Rising petrol prices prompt anger across France

Petrol prices have been rising at a record rate since January this year

Sentiment is growing across France against the rise in petrol prices this year, with campaigners seeking to protest on November 17, and a petition on the issue gathering over 300,000 names.

A petition calling on the government to do something about the “high rise in the price of petrol” since January 1, and to address high taxes and profit margins at petrol pumps, has been started by Seine-et-Marne resident Priscillia Ludosky.

It had amassed over 302,677 signatures at the time of writing. It is aiming to reach 500,000.

The petition text reads: “We are already reliant on petrol, and there is no question that we should also suffer a rise in taxes...Rising prices are not the fault of citizens.”

Ms Ludosky said: “I am not surprised that people are so unhappy. Everyone who lives in the suburbs or in rural areas, who use their car everyday, can no longer stand these [price] rises. What does surprise me, in contrast, is that all these people have decided to do something, and sign my petition."

Petrol prices have risen by 3.8 centimes per litre, and diesel by 7.6 centimes per litre, since January this year.

The petition text continues: “According to [French petrol union] l'Union Française des Industries Pétrolières (UFIP), the price of diesel will rise by 34 centimes per litre over the course of President Emmanuel Macron’s electoral term.
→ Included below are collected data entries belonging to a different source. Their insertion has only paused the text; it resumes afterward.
#[cfg(test)]
mod tests {
    use non_empty_string::NonEmptyString;
    use test_case::test_case;

    use super::*;
    use crate::domain::Methodology;

    fn record(id: &str, text: &str) -> RequirementRecord {
        RequirementRecord::new(
            id.parse().unwrap(),
            vec![3],
            NonEmptyString::new(text.to_string()).unwrap(),
        )
    }

    fn levels(drafts: &[Draft]) -> Vec<TestLevel> {
        drafts.iter().map(Draft::level).collect()
    }

    #[test]
    fn functional_requirement_covers_every_level() {
        let synthesizer = Synthesizer::new(Config::default());
        let drafts = synthesizer
            .draft(&record(
                "FR1.1",
                "The system shall detect vehicle presence using IR sensor on GPIO P0.7",
            ))
            .unwrap();

        assert_eq!(
            levels(&drafts),
            [TestLevel::Unit, TestLevel::Integration, TestLevel::Validation]
        );
        assert_eq!(
            drafts[0].scenario().methodology(),
            Methodology::EquivalencePartitioning
        );
        assert_eq!(
            drafts[1].scenario(),
            &Scenario::Interaction {
                subsystem: Some("IR sensor".to_string())
            }
        );
    }

    #[test]
    fn functional_bound_becomes_unit_boundary_case() {
        let synthesizer = Synthesizer::new(Config::default());
        let drafts = synthesizer
            .draft(&record("FR1.1", "The barrier shall open within 3 seconds"))
            .unwrap();

        assert_eq!(drafts[0].scenario().inputs(), "2s, 3s, 4s");
        assert_eq!(drafts[0].scenario().methodology(), Methodology::BoundaryValue);
    }

    #[test]
    fn non_functional_bound_yields_one_case_per_point() {
        let synthesizer = Synthesizer::new(Config::default());
        let drafts = synthesizer
            .draft(&record(
                "NFR1.1",
                "The system shall process each transaction within 10 seconds",
            ))
            .unwrap();

        let inputs: Vec<String> = drafts.iter().map(|d| d.scenario().inputs()).collect();
        assert_eq!(inputs, ["9s", "10s", "11s"]);
        assert!(drafts.iter().all(|d| d.level() == TestLevel::Validation));
        assert!(
            drafts
                .iter()
                .all(|d| d.scenario().methodology() == Methodology::BoundaryValue)
        );
    }

    #[test]
    fn non_functional_without_measure_is_black_box() {
        let synthesizer = Synthesizer::new(Config::default());
        let drafts = synthesizer
            .draft(&record("NFR2.1", "The enclosure shall be weatherproof"))
            .unwrap();

        assert_eq!(drafts.len(), 1);
        assert_eq!(drafts[0].scenario(), &Scenario::Qualitative);
    }

    #[test]
    fn constraint_has_one_validation_case_and_one_edge_case() {
        let synthesizer = Synthesizer::new(Config::default());
        let drafts = synthesizer
            .draft(&record(
                "CR1.1",
                "Communication with the server shall use at most 3 retries",
            ))
            .unwrap();

        assert_eq!(levels(&drafts), [TestLevel::Unit, TestLevel::Validation]);
        assert_eq!(drafts[0].scenario().inputs(), "3 retries");
    }

    #[test]
    fn zero_charge_adds_a_dedicated_edge_case() {
        let synthesizer = Synthesizer::new(Config::default());
        let drafts = synthesizer
            .draft(&record(
                "FR2.1",
                "The system shall allow government vehicles with zero toll charge",
            ))
            .unwrap();

        let zero: Vec<&Draft> = drafts
            .iter()
            .filter(|d| matches!(d.scenario(), Scenario::ZeroCharge { .. }))
            .collect();
        assert_eq!(zero.len(), 1);
        assert!(zero[0].prose().expected_outcome.contains("zero charge"));
        assert_eq!(drafts.len(), 4);
    }

    #[test]
    fn degenerate_requirement_is_rejected() {
        let synthesizer = Synthesizer::new(Config::default());
        let error = synthesizer
            .draft(&record("FR1.1", "To be decided"))
            .unwrap_err();
        assert_eq!(
            error,
            SynthesisError::NoTestableCondition {
                requirement: "FR1.1".parse().unwrap()
            }
        );
    }

    #[test_case("FR1.1", "The system shall trigger an alarm on collision", Priority::P1; "safety functional")]
    #[test_case("FR1.1", "The system shall display the toll amount", Priority::P2; "plain functional")]
    #[test_case("NFR1.1", "The system shall be secure against tampering", Priority::P2; "non-functional ignores keywords")]
    #[test_case("CR1.1", "The controller shall use at most 64 KB of memory", Priority::P3; "constraint")]
    fn priority_by_kind_and_keywords(id: &str, text: &str, expected: Priority) {
        let synthesizer = Synthesizer::new(Config::default());
        assert_eq!(synthesizer.priority(&record(id, text)), expected);
    }

    #[test]
    fn safety_keywords_match_whole_words() {
        let synthesizer = Synthesizer::new(Config::default());
        let unsafe_looking = record("FR1.1", "The system shall show the firmware version");
        assert_eq!(synthesizer.priority(&unsafe_looking), Priority::P2);
    }

    #[test]
    fn override_beats_keyword_rule() {
        let mut config = Config::default();
        config.set_priority_override(&"FR1.1".parse().unwrap(), Priority::P3);
        let synthesizer = Synthesizer::new(config);

        let record = record("FR1.1", "The system shall sound the fire alarm");
        assert_eq!(synthesizer.priority(&record), Priority::P3);
    }

    #[test]
    fn integration_needs_unit_when_levels_are_linked() {
        let synthesizer = Synthesizer::new(Config::default());
        let drafts = synthesizer
            .draft(&record("FR1.1", "The barrier shall open after payment"))
            .unwrap();

        let integration = &drafts[1];
        assert!(integration.needs.contains(&Condition::Verified {
            requirement: "FR1.1".parse().unwrap(),
            level: TestLevel::Unit,
        }));
    }

    #[test]
    fn draft_all_preserves_document_order() {
        let synthesizer = Synthesizer::new(Config::default());
        let records: Vec<RequirementRecord> = (1..=20)
            .map(|group| {
                record(
                    &format!("FR{group}.1"),
                    "The system shall log every transaction",
                )
            })
            .collect();

        let drafts = synthesizer.draft_all(&records).unwrap();
        let order: Vec<String> = drafts
            .iter()
            .map(|d| d.requirement().to_string())
            .collect::<Vec<_>>()
            .chunks(3)
            .map(|chunk| chunk[0].clone())
            .collect();
        let expected: Vec<String> = (1..=20).map(|group| format!("FR{group}.1")).collect();
        assert_eq!(order, expected);
    }

    #[test]
    fn draft_all_reports_first_failure_in_document_order() {
        let synthesizer = Synthesizer::new(Config::default());
        let records = [
            record("FR1.1", "The system shall beep"),
            record("FR1.2", "Pending"),
            record("FR1.3", "Unknown"),
        ];

        assert_eq!(
            synthesizer.draft_all(&records),
            Err(SynthesisError::NoTestableCondition {
                requirement: "FR1.2".parse().unwrap()
            })
        );
    }
}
By 2021, diesel will be more expensive than unleaded petrol.”

The petition admits that cars should be encouraged to pollute less, but says that electric cars are still too expensive for most people, and that rising taxes on petrol and diesel for ordinary drivers is not the answer.

(Change.org / Screenshot)

A group on social networking site Facebook has also been set up to call for a protest in Paris on November 17. So far, the plan is to block the capital’s périphérique (ring road).

Over 228,000 people have said they are interested in taking part, and not only in Paris.

Ms Ludosky, who is not organising the protest but has since become involved, said: “At the beginning, this idea was confined to Paris, but now, all across France, people are ready to act.”

Serge Bouny, who is helping to organising a protest in Limoges (Haute-Vienne, Nouvelle-Aquitaine), said: “The rise in the price of petrol at the pumps is affecting me personally. We have three cars at home, and with my work, I do 2,000 km per week. It is becoming unworkable.”

One woman, Karine, said that the price of petrol was becoming prohibitive, and that it was the largest expense in her household. This prompted her to set up her own protest group, she said.

Speaking to news source France Info, the Loire (Centre-Val de Loire) resident - who has been unemployed for four years - said: “I don’t think it’s okay that life is getting more and more expensive. That is why I set up the group.

“I have three children, and two are disabled so they must go to a specialist school [which is] 40km away. It’s too expensive to drive there and back twice in a day, so often, when they are at school, I just hang about in town or wait in the car.”

Tony Chéron, leader of youth political group Jeunes Républicains de Charente-Maritime et des Jeunes avec Wauquiez de Charente-Maritime, and organiser of a protest in the same department (Nouvelle-Aquitaine), said that the protest movement was not political, but about raising awareness of the issue.

He said: “The objective is to support our elected leaders, so that they are supported by the whole population. We are not trying to break everything.”